#### About this exercise:
Whenever the word "subscribe" shows up in a line of the data, copy that line.

▬▬▬▬▬▬▬▬▬▬

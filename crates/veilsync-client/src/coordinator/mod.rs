//! Request coordination for policy syncs.
//!
//! The coordinator turns "the host just saw these entities" notifications
//! into as few policy requests as possible:
//!
//! - Entity sets are cumulative. Every request carries every entity seen
//!   since the user was set.
//! - At most one request is in flight. Requests built while one flies are
//!   coalesced into a single queued follow-up, which is sent only if it
//!   still differs from what just landed.
//! - A request identical to the last successfully sent one is dropped until
//!   the refresh interval has elapsed.
//! - Nothing is sent for a blacklisted user or before an identity is set.
//!   The identity is persisted, so a restarted process resumes with the
//!   last requester.
//!
//! All public methods are synchronous and only take the internal lock
//! briefly. The network call runs on a spawned task with the lock released;
//! its completion re-enters the lock to commit the response and chain the
//! queued request.
//!
//! # Example
//!
//! ```ignore
//! coordinator.set_identity(RequesterIdentity::new(42, "+15550100", "alice"));
//! coordinator.add_entity(EntityKind::Group, TrackedEntity::new(-100).with_title("Chat"));
//! coordinator.idle().await;
//! ```

mod state;


use std::sync::{Arc, Mutex, MutexGuard, PoisonError};
use std::time::Duration;

use tokio::runtime::Handle;
use tokio::sync::watch;
use tokio::time::Instant;
use tracing::{debug, info, info_span, warn, Instrument};
use veilsync_domain::model::ClientInfo;
use veilsync_domain::{
    Blacklist, ClientSessionIds, EntityKind, PendingRequest, PolicyCache, RequesterIdentity,
    TrackedEntities, TrackedEntity,
};

use crate::transport::PolicyTransport;

pub use state::SyncState;
use state::{CoordinatorState, Plan};

/// Tunables and the client metadata attached to every request.
#[derive(Debug, Clone, PartialEq, Eq)]
pub struct CoordinatorSettings {
    /// Minimum age of the last identical request before it is resent.
    pub refresh_interval: Duration,
    /// Upper bound on a single transport call.
    pub request_timeout: Duration,
    pub client_os_type: String,
    pub client_version_code: String,
    pub client_version_name: String,
}

impl Default for CoordinatorSettings {
    fn default() -> Self {
        Self {
            refresh_interval: Duration::from_secs(600),
            request_timeout: Duration::from_secs(10),
            client_os_type: "iOS".to_string(),
            client_version_code: String::new(),
            client_version_name: String::new(),
        }
    }
}

struct Shared {
    cache: Arc<PolicyCache>,
    blacklist: Arc<Blacklist>,
    sessions: Arc<ClientSessionIds>,
    transport: Arc<dyn PolicyTransport>,
    settings: CoordinatorSettings,
    runtime: Handle,
    state: Mutex<CoordinatorState>,
    state_tx: watch::Sender<SyncState>,
    generation_tx: watch::Sender<u64>,
}

/// Deduplicates, coalesces and throttles policy sync requests.
///
/// Cloning is cheap; clones share the same state.
#[derive(Clone)]
pub struct RequestCoordinator {
    shared: Arc<Shared>,
}

impl std::fmt::Debug for RequestCoordinator {
    fn fmt(&self, f: &mut std::fmt::Formatter<'_>) -> std::fmt::Result {
        f.debug_struct("RequestCoordinator")
            .field("state", &self.state())
            .field("settings", &self.shared.settings)
            .finish()
    }
}

impl RequestCoordinator {
    /// Creates a coordinator that runs its network calls on `runtime`.
    ///
    /// The requester persisted by a previous process, if any, is restored.
    pub fn new(
        cache: Arc<PolicyCache>,
        blacklist: Arc<Blacklist>,
        sessions: Arc<ClientSessionIds>,
        transport: Arc<dyn PolicyTransport>,
        settings: CoordinatorSettings,
        runtime: Handle,
    ) -> Self {
        let (state_tx, _) = watch::channel(SyncState::Idle);
        let (generation_tx, _) = watch::channel(0);
        let identity = sessions.requester();
        if let Some(identity) = &identity {
            debug!(user_id = identity.user_id, "Restored persisted requester");
        }
        Self {
            shared: Arc::new(Shared {
                cache,
                blacklist,
                sessions,
                transport,
                settings,
                runtime,
                state: Mutex::new(CoordinatorState {
                    identity,
                    ..Default::default()
                }),
                state_tx,
                generation_tx,
            }),
        }
    }

    pub fn settings(&self) -> &CoordinatorSettings {
        &self.shared.settings
    }

    /// Sets and persists the requesting user. Switching to another user id
    /// drops every tracked entity and any queued request of the previous
    /// user.
    pub fn set_identity(&self, identity: RequesterIdentity) {
        let user_id = identity.user_id;
        let mut state = self.shared.lock();
        if state.identity.as_ref() != Some(&identity) {
            self.shared.sessions.save_requester(&identity);
        }
        if state.set_identity(identity) {
            info!(user_id, "Requester changed, tracked entities reset");
            self.shared.publish_state(&state);
        }
    }

    pub fn identity(&self) -> Option<RequesterIdentity> {
        self.shared.lock().identity.clone()
    }

    /// Everything tracked for the current user so far.
    pub fn tracked_entities(&self) -> TrackedEntities {
        self.shared.lock().tracked.clone()
    }

    /// Adds `entities` to the tracked set and sends a request if needed.
    ///
    /// Returns immediately; the request, if any, is sent on the runtime.
    pub fn sync(&self, entities: &TrackedEntities) {
        let shared = &self.shared;
        let mut state = shared.lock();

        let Some(identity) = state.identity.clone() else {
            debug!("No requester identity set, skipping sync");
            return;
        };
        let user_id = identity.user_id;

        if shared.blacklist.contains(user_id) {
            debug!(user_id, "Requester is blacklisted, skipping sync");
            return;
        }

        let added = state.tracked.merge(entities);
        let request = shared.build_request(identity, state.tracked.clone());

        match state.plan(request, Instant::now(), shared.settings.refresh_interval) {
            Plan::Throttled => {
                debug!(user_id, "Request unchanged since last sync, throttled");
            }
            Plan::Queued => {
                debug!(user_id, added, "Request queued behind in-flight sync");
                shared.publish_state(&state);
            }
            Plan::Dispatch(request) => {
                debug!(user_id, added, entities = request.entities.len(), "Dispatching sync");
                shared.publish_state(&state);
                drop(state);
                Shared::spawn_flight(Arc::clone(shared), request);
            }
        }
    }

    /// Re-sends the tracked set, subject to the usual throttle.
    pub fn refresh(&self) {
        self.sync(&TrackedEntities::new());
    }

    /// Tracks a single entity.
    ///
    /// An entity that is already tracked triggers no request, but settings
    /// observers are still notified.
    pub fn add_entity(&self, kind: EntityKind, entity: TrackedEntity) {
        let already_tracked = self.shared.lock().tracked.contains(kind, entity.id);
        if already_tracked {
            self.shared.notify_settings();
            return;
        }
        self.sync(&TrackedEntities::new().with(kind, entity));
    }

    /// Builds a request carrying only `user_id` and the client metadata.
    ///
    /// No phone, name or tracked entity is attached. Neither the blacklist
    /// nor the throttle is consulted.
    pub fn bare_request(&self, user_id: i64) -> PendingRequest {
        self.shared.build_request(
            RequesterIdentity::new(user_id, "", ""),
            TrackedEntities::new(),
        )
    }

    pub fn state(&self) -> SyncState {
        *self.shared.state_tx.borrow()
    }

    /// Resolves once no request is in flight or queued.
    pub async fn idle(&self) {
        let mut rx = self.shared.state_tx.subscribe();
        // The sender lives in `shared`, so the channel cannot close here
        let _ = rx.wait_for(|state| *state == SyncState::Idle).await;
    }

    /// Watch channel bumped whenever settings may have changed: after every
    /// completed request and on every no-op [`add_entity`](Self::add_entity).
    pub fn settings_updated(&self) -> watch::Receiver<u64> {
        self.shared.generation_tx.subscribe()
    }
}

impl Shared {
    fn lock(&self) -> MutexGuard<'_, CoordinatorState> {
        self.state.lock().unwrap_or_else(PoisonError::into_inner)
    }

    fn build_request(
        &self,
        identity: RequesterIdentity,
        entities: TrackedEntities,
    ) -> PendingRequest {
        let client = ClientInfo {
            client_os_type: self.settings.client_os_type.clone(),
            client_session_id: self.sessions.session_id(identity.user_id),
            client_version_code: self.settings.client_version_code.clone(),
            client_version_name: self.settings.client_version_name.clone(),
        };
        PendingRequest::new(identity, entities, client)
    }

    fn publish_state(&self, state: &CoordinatorState) {
        self.state_tx.send_replace(state.sync_state());
    }

    fn notify_settings(&self) {
        self.generation_tx.send_modify(|generation| *generation += 1);
    }

    fn spawn_flight(shared: Arc<Self>, request: PendingRequest) {
        let span = info_span!("policy_sync", user_id = request.user_id());
        let runtime = shared.runtime.clone();
        runtime.spawn(Self::fly(shared, request).instrument(span));
    }

    /// Sends `request`, then keeps sending queued follow-ups until none is
    /// left.
    async fn fly(shared: Arc<Self>, mut request: PendingRequest) {
        loop {
            let sent_at = Instant::now();
            let succeeded = shared.send_once(&request).await;

            let next = {
                let mut state = shared.lock();
                let mut next = state.complete(request, succeeded, sent_at);
                if let Some(queued) = &next {
                    if shared.blacklist.contains(queued.user_id()) {
                        debug!(
                            user_id = queued.user_id(),
                            "Dropping queued request of blacklisted requester"
                        );
                        state.in_flight = false;
                        next = None;
                    }
                }
                shared.publish_state(&state);
                next
            };
            shared.notify_settings();

            match next {
                Some(queued) => {
                    debug!(entities = queued.entities.len(), "Sending queued request");
                    request = queued;
                }
                None => break,
            }
        }
    }

    async fn send_once(&self, request: &PendingRequest) -> bool {
        let timeout = self.settings.request_timeout;
        match tokio::time::timeout(timeout, self.transport.fetch(request)).await {
            Ok(Ok(snapshot)) => {
                let outcome = self.cache.commit(snapshot);
                info!(?outcome, "Policy sync committed");
                true
            }
            Ok(Err(e)) => {
                warn!(error = %e, "Policy sync failed, keeping cached policy");
                false
            }
            Err(_) => {
                warn!(
                    timeout_secs = timeout.as_secs(),
                    "Policy sync timed out, keeping cached policy"
                );
                false
            }
        }
    }
}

▬▬▬▬▬▬▬▬▬▬

#### Answer to this exercise:
        let mut rx = self.shared.state_tx.subscribe();
        self.shared.generation_tx.subscribe()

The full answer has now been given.